Among the records that follow, set down only the lines from the one containing "fn check(&self, commit: &Commit)" to the one containing "fn create(&self, commit: &Commit)", both included, exactly.

Top of SUPPLIED RECORDS

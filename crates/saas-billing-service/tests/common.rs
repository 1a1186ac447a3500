//! Common test utilities for saas-billing integration tests.

#![allow(dead_code)] // Some utilities are used by different test files

use std::collections::{HashSet, VecDeque};
use std::sync::atomic::{AtomicBool, AtomicUsize, Ordering};
use std::sync::{Arc, Mutex};
use std::time::Duration;

use async_trait::async_trait;
use axum::http::{HeaderName, HeaderValue};
use axum::Router;
use axum_test::{TestRequest, TestServer};
use chrono::{DateTime, NaiveDate, TimeZone, Utc};

use saas_billing_core::lifecycle::{Event, StartRequest};
use saas_billing_core::{
    Actor, BillingCredential, ChargeIntent, HistoryRecord, IdempotencyRecord, LedgerEntry,
    LedgerEntryId, Plan, Subscription, TenantId,
};
use saas_billing_service::gateway::{ChargeReceipt, ChargeRequest, IssuedToken};
use saas_billing_service::{
    create_router, AppState, Command, Engine, GatewayError, Outcome, PaymentGateway, ServiceConfig,
};
use saas_billing_store::{Commit, MemoryStore, Store, StoreError};

pub const SERVICE_API_KEY: &str = "test-service-key";
pub const ADMIN_API_KEY: &str = "test-admin-key";
pub const WEBHOOK_SECRET: &str = "whsec_test";

// ============================================================================
// Clock helpers
// ============================================================================

pub fn date(y: i32, m: u32, d: u32) -> NaiveDate {
    NaiveDate::from_ymd_opt(y, m, d).unwrap()
}

/// 09:00 UTC on the given day.
pub fn at(y: i32, m: u32, d: u32) -> DateTime<Utc> {
    Utc.with_ymd_and_hms(y, m, d, 9, 0, 0).unwrap()
}

pub fn credential(token: &str) -> BillingCredential {
    BillingCredential {
        token: token.to_string(),
        card_summary: Some("Test 4330****1234".into()),
        customer_email: Some("billing@tenant.test".into()),
    }
}

// ============================================================================
// Fake payment gateway
// ============================================================================

/// Scripted gateway: charges succeed unless a result was queued.
#[derive(Default)]
pub struct FakeGateway {
    charges: Mutex<Vec<ChargeRequest>>,
    refunds: Mutex<Vec<(String, i64)>>,
    scripted: Mutex<VecDeque<Result<ChargeReceipt, GatewayError>>>,
    decline_all: AtomicBool,
    hang: AtomicBool,
    issued: AtomicUsize,
}

impl FakeGateway {
    /// Decline the next charge with `code`.
    pub fn decline_next(&self, code: &str) {
        self.scripted
            .lock()
            .unwrap()
            .push_back(Err(GatewayError::new(code, "card declined")));
    }

    /// Decline every charge until reset.
    pub fn decline_all(&self, decline: bool) {
        self.decline_all.store(decline, Ordering::SeqCst);
    }

    /// Never answer charge calls.
    pub fn hang(&self, hang: bool) {
        self.hang.store(hang, Ordering::SeqCst);
    }

    /// Charge calls received, including declined ones.
    pub fn charge_count(&self) -> usize {
        self.charges.lock().unwrap().len()
    }

    pub fn charges(&self) -> Vec<ChargeRequest> {
        self.charges.lock().unwrap().clone()
    }

    /// `(gateway_reference, amount)` of every refund.
    pub fn refunds(&self) -> Vec<(String, i64)> {
        self.refunds.lock().unwrap().clone()
    }
}

#[async_trait]
impl PaymentGateway for FakeGateway {
    async fn issue_billing_token(
        &self,
        auth_code: &str,
        _customer_key: &str,
    ) -> Result<IssuedToken, GatewayError> {
        if auth_code == "invalid" {
            return Err(GatewayError::new("INVALID_AUTH_CODE", "authorization code expired"));
        }
        self.issued.fetch_add(1, Ordering::SeqCst);
        Ok(IssuedToken {
            token: format!("bk_{auth_code}"),
            card_summary: Some("Test 4330****1234".into()),
        })
    }

    async fn charge(&self, request: &ChargeRequest) -> Result<ChargeReceipt, GatewayError> {
        let n = {
            let mut charges = self.charges.lock().unwrap();
            charges.push(request.clone());
            charges.len()
        };

        if self.hang.load(Ordering::SeqCst) {
            tokio::time::sleep(Duration::from_secs(30)).await;
        }
        if self.decline_all.load(Ordering::SeqCst) {
            return Err(GatewayError::new("REJECT_CARD_PAYMENT", "card declined"));
        }
        if let Some(result) = self.scripted.lock().unwrap().pop_front() {
            return result;
        }

        Ok(ChargeReceipt {
            gateway_reference: format!("pay_{n}"),
            status: "DONE".into(),
        })
    }

    async fn refund(
        &self,
        gateway_reference: &str,
        _reason: &str,
        amount: i64,
    ) -> Result<(), GatewayError> {
        self.refunds
            .lock()
            .unwrap()
            .push((gateway_reference.to_string(), amount));
        Ok(())
    }
}

// ============================================================================
// Fault-injecting store
// ============================================================================

/// `MemoryStore` that can fail commits after money moved, or report
/// version conflicts, on demand.
#[derive(Default)]
pub struct FaultyStore {
    inner: MemoryStore,
    fail_ledger_commits: AtomicBool,
    failing_tenants: Mutex<HashSet<TenantId>>,
    conflicts: AtomicUsize,
    frozen_listing: Mutex<Option<Vec<Subscription>>>,
    recorded_keys: Mutex<Vec<String>>,
}

impl FaultyStore {
    /// Fail every commit that carries a ledger entry.
    pub fn fail_ledger_commits(&self, fail: bool) {
        self.fail_ledger_commits.store(fail, Ordering::SeqCst);
    }

    /// Fail ledger commits for one tenant only.
    pub fn fail_ledger_commits_for(&self, tenant_id: TenantId) {
        self.failing_tenants.lock().unwrap().insert(tenant_id);
    }

    /// Report a version conflict on the next `n` updates.
    pub fn inject_conflicts(&self, n: usize) {
        self.conflicts.store(n, Ordering::SeqCst);
    }

    /// Keep answering `list_subscriptions` with what is stored now, so a
    /// sweep sees snapshots older than the records it acts on.
    pub fn freeze_listing(&self) {
        let snapshot = self.inner.list_subscriptions().unwrap();
        *self.frozen_listing.lock().unwrap() = Some(snapshot);
    }

    /// Idempotency keys written by successful commits, oldest first.
    pub fn recorded_keys(&self) -> Vec<String> {
        self.recorded_keys.lock().unwrap().clone()
    }

    fn written(&self, commit: &Commit, stored: Subscription) -> Subscription {
        if let Some(marker) = &commit.idempotency {
            self.recorded_keys.lock().unwrap().push(marker.key.clone());
        }
        stored
    }

    fn check(&self, commit: &Commit) -> saas_billing_store::Result<()> {
        if commit.ledger.is_none() {
            return Ok(());
        }
        let tenant_id = commit.subscription.tenant_id;
        if self.fail_ledger_commits.load(Ordering::SeqCst)
            || self.failing_tenants.lock().unwrap().contains(&tenant_id)
        {
            return Err(StoreError::Database("injected write failure".into()));
        }
        Ok(())
    }
}

impl Store for FaultyStore {
    fn get_subscription(&self, tenant_id: &TenantId) -> saas_billing_store::Result<Option<Subscription>> {
        self.inner.get_subscription(tenant_id)
    }

    fn list_subscriptions(&self) -> saas_billing_store::Result<Vec<Subscription>> {
        if let Some(frozen) = self.frozen_listing.lock().unwrap().clone() {
            return Ok(frozen);
        }
        self.inner.list_subscriptions()
    }

    fn create(&self, commit: &Commit) -> saas_billing_store::Result<Subscription> {
        self.check(commit)?;
        let stored = self.inner.create(commit)?;
        Ok(self.written(commit, stored))
    }

    fn compare_and_update(
        &self,
        tenant_id: &TenantId,
        expected_version: u64,
        commit: &Commit,
    ) -> saas_billing_store::Result<Subscription> {
        let injected = self
            .conflicts
            .fetch_update(Ordering::SeqCst, Ordering::SeqCst, |n| n.checked_sub(1))
            .is_ok();
        if injected {
            return Err(StoreError::Conflict {
                expected: expected_version,
                actual: expected_version + 1,
            });
        }
        self.check(commit)?;
        let stored = self.inner.compare_and_update(tenant_id, expected_version, commit)?;
        Ok(self.written(commit, stored))
    }

    fn find_idempotency(&self, key: &str) -> saas_billing_store::Result<Option<IdempotencyRecord>> {
        self.inner.find_idempotency(key)
    }

    fn get_ledger_entry(&self, entry_id: &LedgerEntryId) -> saas_billing_store::Result<Option<LedgerEntry>> {
        self.inner.get_ledger_entry(entry_id)
    }

    fn list_ledger_by_tenant(
        &self,
        tenant_id: &TenantId,
        limit: usize,
        offset: usize,
    ) -> saas_billing_store::Result<Vec<LedgerEntry>> {
        self.inner.list_ledger_by_tenant(tenant_id, limit, offset)
    }

    fn latest_charge(&self, tenant_id: &TenantId) -> saas_billing_store::Result<Option<LedgerEntry>> {
        self.inner.latest_charge(tenant_id)
    }

    fn list_history(&self, tenant_id: &TenantId) -> saas_billing_store::Result<Vec<HistoryRecord>> {
        self.inner.list_history(tenant_id)
    }

    fn current_history(&self, tenant_id: &TenantId) -> saas_billing_store::Result<Option<HistoryRecord>> {
        self.inner.current_history(tenant_id)
    }

    fn begin_charge(&self, intent: &ChargeIntent) -> saas_billing_store::Result<()> {
        self.inner.begin_charge(intent)
    }

    fn mark_captured(&self, key: &str, gateway_reference: &str) -> saas_billing_store::Result<()> {
        self.inner.mark_captured(key, gateway_reference)
    }

    fn abandon_charge(&self, key: &str) -> saas_billing_store::Result<()> {
        self.inner.abandon_charge(key)
    }

    fn get_charge_intent(&self, key: &str) -> saas_billing_store::Result<Option<ChargeIntent>> {
        self.inner.get_charge_intent(key)
    }

    fn list_charge_intents(&self) -> saas_billing_store::Result<Vec<ChargeIntent>> {
        self.inner.list_charge_intents()
    }

    fn purge_tenant(
        &self,
        tenant_id: &TenantId,
        expected_version: u64,
    ) -> saas_billing_store::Result<()> {
        self.inner.purge_tenant(tenant_id, expected_version)
    }
}

// ============================================================================
// Harness
// ============================================================================

/// Test harness containing everything needed for integration tests.
pub struct TestHarness {
    /// The test server for making HTTP requests.
    pub server: TestServer,
    /// The engine behind the server.
    pub engine: Arc<Engine>,
    /// The store behind the engine.
    pub store: Arc<FaultyStore>,
    /// The scripted gateway.
    pub gateway: Arc<FakeGateway>,
}

impl TestHarness {
    /// Create a new test harness with a fresh store.
    pub fn new() -> Self {
        Self::with_config(|_| {})
    }

    /// Create a harness after adjusting the default test configuration.
    pub fn with_config(adjust: impl FnOnce(&mut ServiceConfig)) -> Self {
        let mut config = ServiceConfig {
            listen_addr: "127.0.0.1:0".into(),
            service_api_key: Some(SERVICE_API_KEY.into()),
            admin_api_key: Some(ADMIN_API_KEY.into()),
            gateway_webhook_secret: Some(WEBHOOK_SECRET.into()),
            sweep_interval_seconds: 0,
            ..ServiceConfig::default()
        };
        adjust(&mut config);

        let store = Arc::new(FaultyStore::default());
        let gateway = Arc::new(FakeGateway::default());
        let state = AppState::with_gateway(
            Arc::clone(&store) as Arc<dyn Store>,
            Arc::clone(&gateway) as Arc<dyn PaymentGateway>,
            config,
        )
        .expect("Failed to build app state");
        let engine = Arc::clone(&state.engine);

        let router: Router = create_router(state);
        let server = TestServer::new(router).expect("Failed to create test server");

        Self {
            server,
            engine,
            store,
            gateway,
        }
    }

    /// Run an event at `now` as `actor`.
    pub async fn run(
        &self,
        tenant_id: TenantId,
        event: Event,
        actor: Actor,
        now: DateTime<Utc>,
    ) -> saas_billing_core::Result<Outcome> {
        self.engine
            .execute(Command::new(tenant_id, event, actor).at(now))
            .await
    }

    /// Start a paid plan with a card on file.
    pub async fn start_paid(&self, tenant_id: TenantId, plan: Plan, now: DateTime<Utc>) -> Outcome {
        let mut request = StartRequest::new(plan);
        request.billing = Some(credential("bk_test"));
        self.run(tenant_id, Event::Start(request), Actor::Tenant, now)
            .await
            .expect("Failed to start subscription")
    }

    pub fn subscription(&self, tenant_id: &TenantId) -> Subscription {
        self.store
            .get_subscription(tenant_id)
            .unwrap()
            .expect("subscription exists")
    }

    pub fn ledger(&self, tenant_id: &TenantId) -> Vec<LedgerEntry> {
        self.store.list_ledger_by_tenant(tenant_id, 100, 0).unwrap()
    }

    pub fn history(&self, tenant_id: &TenantId) -> Vec<HistoryRecord> {
        self.store.list_history(tenant_id).unwrap()
    }
}

impl Default for TestHarness {
    fn default() -> Self {
        Self::new()
    }
}

/// Header helpers for test requests.
pub trait RequestExt {
    /// Authenticate with the service key.
    fn service_auth(self) -> Self;
    /// Authenticate with the admin key.
    fn admin_auth(self) -> Self;
    /// Set the `Idempotency-Key` header.
    fn idempotency_key(self, key: &str) -> Self;
}

impl RequestExt for TestRequest {
    fn service_auth(self) -> Self {
        self.add_header(
            HeaderName::from_static("x-api-key"),
            HeaderValue::from_static(SERVICE_API_KEY),
        )
    }

    fn admin_auth(self) -> Self {
        self.add_header(
            HeaderName::from_static("x-admin-key"),
            HeaderValue::from_static(ADMIN_API_KEY),
        )
    }

    fn idempotency_key(self, key: &str) -> Self {
        self.add_header(
            HeaderName::from_static("idempotency-key"),
            HeaderValue::from_str(key).unwrap(),
        )
    }
}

Bottom of SUPPLIED RECORDS

**EXERCISE OUTPUT**
    fn check(&self, commit: &Commit) -> saas_billing_store::Result<()> {
        if commit.ledger.is_none() {
            return Ok(());
        }
        let tenant_id = commit.subscription.tenant_id;
        if self.fail_ledger_commits.load(Ordering::SeqCst)
            || self.failing_tenants.lock().unwrap().contains(&tenant_id)
        {
            return Err(StoreError::Database("injected write failure".into()));
        }
        Ok(())
    }
}

impl Store for FaultyStore {
    fn get_subscription(&self, tenant_id: &TenantId) -> saas_billing_store::Result<Option<Subscription>> {
        self.inner.get_subscription(tenant_id)
    }

    fn list_subscriptions(&self) -> saas_billing_store::Result<Vec<Subscription>> {
        if let Some(frozen) = self.frozen_listing.lock().unwrap().clone() {
            return Ok(frozen);
        }
        self.inner.list_subscriptions()
    }

    fn create(&self, commit: &Commit) -> saas_billing_store::Result<Subscription> {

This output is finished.